Concernant les réticences des employeurs, j'ai reçu une délégation importante du Medef, qui est particulièrement engagé à ce sujet. J'ai également commencé des consultations avec les représentants des salariés. L'État doit montrer l'exemple au travers de la fonction publique. S'il ne le fait pas, il est ensuite difficile de demander aux chefs d'entreprise d'accepter des efforts. Beaucoup y sont prêts, à condition toutefois que les règles soient claires. Ils pourraient notamment être informés quand l'un de leurs salariés signe un engagement à servir dans la réserve (ESR). Ce point pourra en tout cas faire l'objet de débats dans le cadre du groupe de travail que je souhaite mettre en place avec le Parlement. Ce dernier pourra également réfléchir à la reconnaissance des employeurs qui libèrent leurs salariés ou aux éventuelles adaptations du droit du travail. Je n'ai pas de tabou dans ce domaine.
Le député Royer-Perreaut m'a interrogé sur le projet d'hôpital militaire à Marseille. Il est important pour les forces armées de disposer de cet équipement. Les discussions se poursuivent avec les élus locaux au sujet du foncier.
Je laisserai le chef d'état-major de la marine apporter des précisions sur l'expérience menée sur le Mistral. Le SGA répondra à la question sur la protection sociale complémentaire.
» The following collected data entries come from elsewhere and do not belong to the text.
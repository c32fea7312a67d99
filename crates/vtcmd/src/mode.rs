//! Mode control commands.

use vtansi::csi;
use vtansi::encode::ConstEncode;
use vtansi::esc;

/// Enable bracketed paste mode.
pub struct EnableBracketedPaste;

impl ConstEncode for EnableBracketedPaste {
    const STR: &'static str = csi!("?2004h");
}

/// Disable bracketed paste mode.
pub struct DisableBracketedPaste;

impl ConstEncode for DisableBracketedPaste {
    const STR: &'static str = csi!("?2004l");
}

/// Enable focus reporting.
pub struct EnableFocusReporting;

impl ConstEncode for EnableFocusReporting {
    const STR: &'static str = csi!("?1004h");
}

/// Disable focus reporting.
pub struct DisableFocusReporting;

impl ConstEncode for DisableFocusReporting {
    const STR: &'static str = csi!("?1004l");
}

/// Enable application keypad mode (DECKPAM).
pub struct EnableApplicationKeypad;

impl ConstEncode for EnableApplicationKeypad {
    const STR: &'static str = esc!("=");
}

/// Disable application keypad mode (DECKPNM).
pub struct DisableApplicationKeypad;

impl ConstEncode for DisableApplicationKeypad {
    const STR: &'static str = esc!(">");
}

/// Begin synchronized update.
pub struct BeginSynchronizedUpdate;

impl ConstEncode for BeginSynchronizedUpdate {
    const STR: &'static str = csi!("?2026h");
}

/// End synchronized update.
pub struct EndSynchronizedUpdate;

impl ConstEncode for EndSynchronizedUpdate {
    const STR: &'static str = csi!("?2026l");
}
//! OSC 8 hyperlink storage.

/// A hyperlink target, keyed by URI plus an optional explicit id
/// (`OSC 8 ; id=foo ; https://...`). Interned per-page with the same
/// deduplicate-by-value pool used for styles.
#[derive(Debug, Clone, PartialEq, Eq, Hash)]
#[cfg_attr(feature = "serde", derive(serde::Serialize, serde::Deserialize))]
pub struct Hyperlink {
    pub uri: String,
    pub id: Option<String>,
}

/// A run of codepoints appended to a base cell via zero-width combining
/// marks. Not deduplicated by value — identical clusters at different
/// cells are independent allocations, since each is conceptually "owned"
/// by exactly one base cell.
#[derive(Debug, Clone, PartialEq, Eq, Hash, Default)]
#[cfg_attr(feature = "serde", derive(serde::Serialize, serde::Deserialize))]
pub struct GraphemeCluster(pub smallvec::SmallVec<[char; 4]>);

impl GraphemeCluster {
    pub fn push(&mut self, c: char) {
        self.0.push(c);
    }

    pub fn as_slice(&self) -> &[char] {
        &self.0
    }
}
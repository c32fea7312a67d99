//! Cell styling, interned per-page in [`crate::pool::Pool`].

/// A color attached to a style: the default, an indexed palette entry, or
/// direct truecolor.
#[derive(Debug, Clone, Copy, PartialEq, Eq, Hash, Default)]
#[cfg_attr(feature = "serde", derive(serde::Serialize, serde::Deserialize))]
pub enum Color {
    #[default]
    Default,
    Indexed(u8),
    Rgb(u8, u8, u8),
}

#[derive(Debug, Clone, Copy, PartialEq, Eq, Hash, Default)]
#[cfg_attr(feature = "serde", derive(serde::Serialize, serde::Deserialize))]
pub enum UnderlineStyle {
    #[default]
    None,
    Single,
    Double,
    Curly,
    Dotted,
    Dashed,
}

/// SGR-derived style applied to a cell, deduplicated by value in the page's
/// style pool so that runs of identically-styled cells share one entry.
#[derive(Debug, Clone, Copy, PartialEq, Eq, Hash, Default)]
#[cfg_attr(feature = "serde", derive(serde::Serialize, serde::Deserialize))]
pub struct Style {
    pub fg: Color,
    pub bg: Color,
    pub underline_color: Color,
    pub underline: UnderlineStyle,
    pub bold: bool,
    pub faint: bool,
    pub italic: bool,
    pub blink: bool,
    pub rapid_blink: bool,
    pub reverse: bool,
    pub invisible: bool,
    pub strikethrough: bool,
    pub overline: bool,
}

impl Style {
    pub const DEFAULT: Style = Style {
        fg: Color::Default,
        bg: Color::Default,
        underline_color: Color::Default,
        underline: UnderlineStyle::None,
        bold: false,
        faint: false,
        italic: false,
        blink: false,
        rapid_blink: false,
        reverse: false,
        invisible: false,
        strikethrough: false,
        overline: false,
    };

    #[inline]
    pub fn is_default(&self) -> bool {
        *self == Self::DEFAULT
    }
}
//! Integration tests demonstrating real-world usage patterns.

use vtenc::parse::{ParseError, TryFromAnsi};
use vtansi_derive::FromAnsi;

// Test that the macro works with various integer sizes
#[derive(Debug, Clone, Copy, PartialEq, Eq, FromAnsi)]
#[repr(usize)]
enum UsizeEnum {
    First = 0,
    Second = 1,
}

impl TryFrom<usize> for UsizeEnum {
    type Error = ();

    fn try_from(value: usize) -> Result<Self, Self::Error> {
        match value {
            0 => Ok(UsizeEnum::First),
            1 => Ok(UsizeEnum::Second),
            _ => Err(()),
        }
    }
}

#[test]
fn test_usize_repr() {
    assert_eq!(UsizeEnum::try_from_ansi(b"0").unwrap(), UsizeEnum::First);
    assert_eq!(
        UsizeEnum::try_from_ansi(b"1").unwrap(),
        UsizeEnum::Second
    );
}

// Test multiple enums in the same module
#[derive(Debug, Clone, Copy, PartialEq, Eq, FromAnsi)]
#[repr(u8)]
enum AnsiAttribute {
    Reset = 0,
    Bold = 1,
    Faint = 2,
}

impl TryFrom<u8> for AnsiAttribute {
    type Error = ();

    fn try_from(value: u8) -> Result<Self, Self::Error> {
        match value {
            0 => Ok(AnsiAttribute::Reset),
            1 => Ok(AnsiAttribute::Bold),
            2 => Ok(AnsiAttribute::Faint),
            _ => Err(()),
        }
    }
}

#[derive(Debug, Clone, Copy, PartialEq, Eq, FromAnsi)]
#[repr(u8)]
enum AnsiColor {
    Black = 30,
    Red = 31,
    Green = 32,
}

impl TryFrom<u8> for AnsiColor {
    type Error = ();

    fn try_from(value: u8) -> Result<Self, Self::Error> {
        match value {
            30 => Ok(AnsiColor::Black),
            31 => Ok(AnsiColor::Red),
            32 => Ok(AnsiColor::Green),
            _ => Err(()),
        }
    }
}

#[test]
fn test_multiple_enums() {
    assert_eq!(
        AnsiAttribute::try_from_ansi(b"0").unwrap(),
        AnsiAttribute::Reset
    );
    assert_eq!(
        AnsiColor::try_from_ansi(b"31").unwrap(),
        AnsiColor::Red
    );
}

// Test string-based enum with multiple valid representations
#[derive(Debug, Clone, Copy, PartialEq, Eq, FromAnsi)]
enum BooleanValue {
    True,
    False,
}

impl TryFrom<&str> for BooleanValue {
    type Error = String;

    fn try_from(s: &str) -> Result<Self, Self::Error> {
        match s {
            "true" | "yes" | "1" | "on" => Ok(BooleanValue::True),
            "false" | "no" | "0" | "off" => Ok(BooleanValue::False),
            _ => Err(format!("invalid boolean: {}", s)),
        }
    }
}

#[test]
fn test_flexible_string_parsing() {
    assert_eq!(
        BooleanValue::try_from_ansi(b"true").unwrap(),
        BooleanValue::True
    );
    assert_eq!(
        BooleanValue::try_from_ansi(b"yes").unwrap(),
        BooleanValue::True
    );
    assert_eq!(
        BooleanValue::try_from_ansi(b"1").unwrap(),
        BooleanValue::True
    );
    assert_eq!(
        BooleanValue::try_from_ansi(b"false").unwrap(),
        BooleanValue::False
    );
    assert_eq!(
        BooleanValue::try_from_ansi(b"no").unwrap(),
        BooleanValue::False
    );
    assert_eq!(
        BooleanValue::try_from_ansi(b"0").unwrap(),
        BooleanValue::False
    );
}

// Test that error messages are propagated correctly
#[test]
fn test_error_propagation() {
    let result = BooleanValue::try_from_ansi(b"maybe");
    assert!(result.is_err());
    match result {
        Err(ParseError::InvalidValue(msg)) => {
            assert!(msg.contains("maybe"));
        }
        _ => panic!("expected InvalidValue error"),
    }
}

// Test enum with non-contiguous discriminants
#[derive(Debug, Clone, Copy, PartialEq, Eq, FromAnsi)]
#[repr(u32)]
enum SparseEnum {
    A = 1,
    B = 10,
    C = 100,
    D = 1000,
}

impl TryFrom<u32> for SparseEnum {
    type Error = ();

    fn try_from(value: u32) -> Result<Self, Self::Error> {
        match value {
            1 => Ok(SparseEnum::A),
            10 => Ok(SparseEnum::B),
            100 => Ok(SparseEnum::C),
            1000 => Ok(SparseEnum::D),
            _ => Err(()),
        }
    }
}

#[test]
fn test_sparse_discriminants() {
    assert_eq!(SparseEnum::try_from_ansi(b"1").unwrap(), SparseEnum::A);
    assert_eq!(SparseEnum::try_from_ansi(b"10").unwrap(), SparseEnum::B);
    assert_eq!(SparseEnum::try_from_ansi(b"100").unwrap(), SparseEnum::C);
    assert_eq!(
        SparseEnum::try_from_ansi(b"1000").unwrap(),
        SparseEnum::D
    );

    // Values between discriminants should fail
    assert!(SparseEnum::try_from_ansi(b"5").is_err());
    assert!(SparseEnum::try_from_ansi(b"50").is_err());
    assert!(SparseEnum::try_from_ansi(b"500").is_err());
}

// Test with signed integers
#[derive(Debug, Clone, Copy, PartialEq, Eq, FromAnsi)]
#[repr(i16)]
enum SignedEnum {
    NegativeHundred = -100,
    Zero = 0,
    PositiveHundred = 100,
}

impl TryFrom<i16> for SignedEnum {
    type Error = ();

    fn try_from(value: i16) -> Result<Self, Self::Error> {
        match value {
            -100 => Ok(SignedEnum::NegativeHundred),
            0 => Ok(SignedEnum::Zero),
            100 => Ok(SignedEnum::PositiveHundred),
            _ => Err(()),
        }
    }
}

#[test]
fn test_signed_enum() {
    assert_eq!(
        SignedEnum::try_from_ansi(b"-100").unwrap(),
        SignedEnum::NegativeHundred
    );
    assert_eq!(
        SignedEnum::try_from_ansi(b"0").unwrap(),
        SignedEnum::Zero
    );
    assert_eq!(
        SignedEnum::try_from_ansi(b"100").unwrap(),
        SignedEnum::PositiveHundred
    );
}

// Test batch parsing of multiple values
#[test]
fn test_batch_parsing() {
    let color_codes: &[&[u8]] = &[b"30", b"31", b"32"];

    let colors: Result<Vec<AnsiColor>, ParseError> = color_codes
        .iter()
        .map(|bytes| AnsiColor::try_from_ansi(bytes))
        .collect();

    let colors = colors.unwrap();
    assert_eq!(colors.len(), 3);
    assert_eq!(colors[0], AnsiColor::Black);
    assert_eq!(colors[1], AnsiColor::Red);
    assert_eq!(colors[2], AnsiColor::Green);
}

// Test that invalid UTF-8 is handled correctly for string enums
#[test]
fn test_invalid_utf8_string_enum() {
    let invalid_utf8 = &[0xFF, 0xFE, 0xFD];
    let result = BooleanValue::try_from_ansi(invalid_utf8);
    assert!(result.is_err());
    match result {
        Err(ParseError::InvalidString(_)) => {}
        _ => panic!("expected InvalidString error"),
    }
}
La députée Lingemann a évoqué, pour le compte du député Lainé, la problématique du logement. Le PLF pour 2023 prévoit 5 503 hébergements pour les unités d'Hyères, Toulon, Bourges et Saint-Mandrier et 4 600 places pour Versailles, Brest ou Istres. Nous préciserons ces chiffres qui ne sont pas très explicites quand ils seront présentés de manière globale. Nous poursuivrons les efforts déjà engagés dans le cadre de la prochaine LPM. Nous devons nous appuyer plus largement sur les collectivités locales et les bailleurs sociaux. Un modèle économique existe autour du logement pour les militaires, comme l'a prouvé le développement de la société nationale immobilière (SNI). Des réflexions sont en tout cas indispensables pour élargir l'offre immobilière, par la construction ou la rénovation.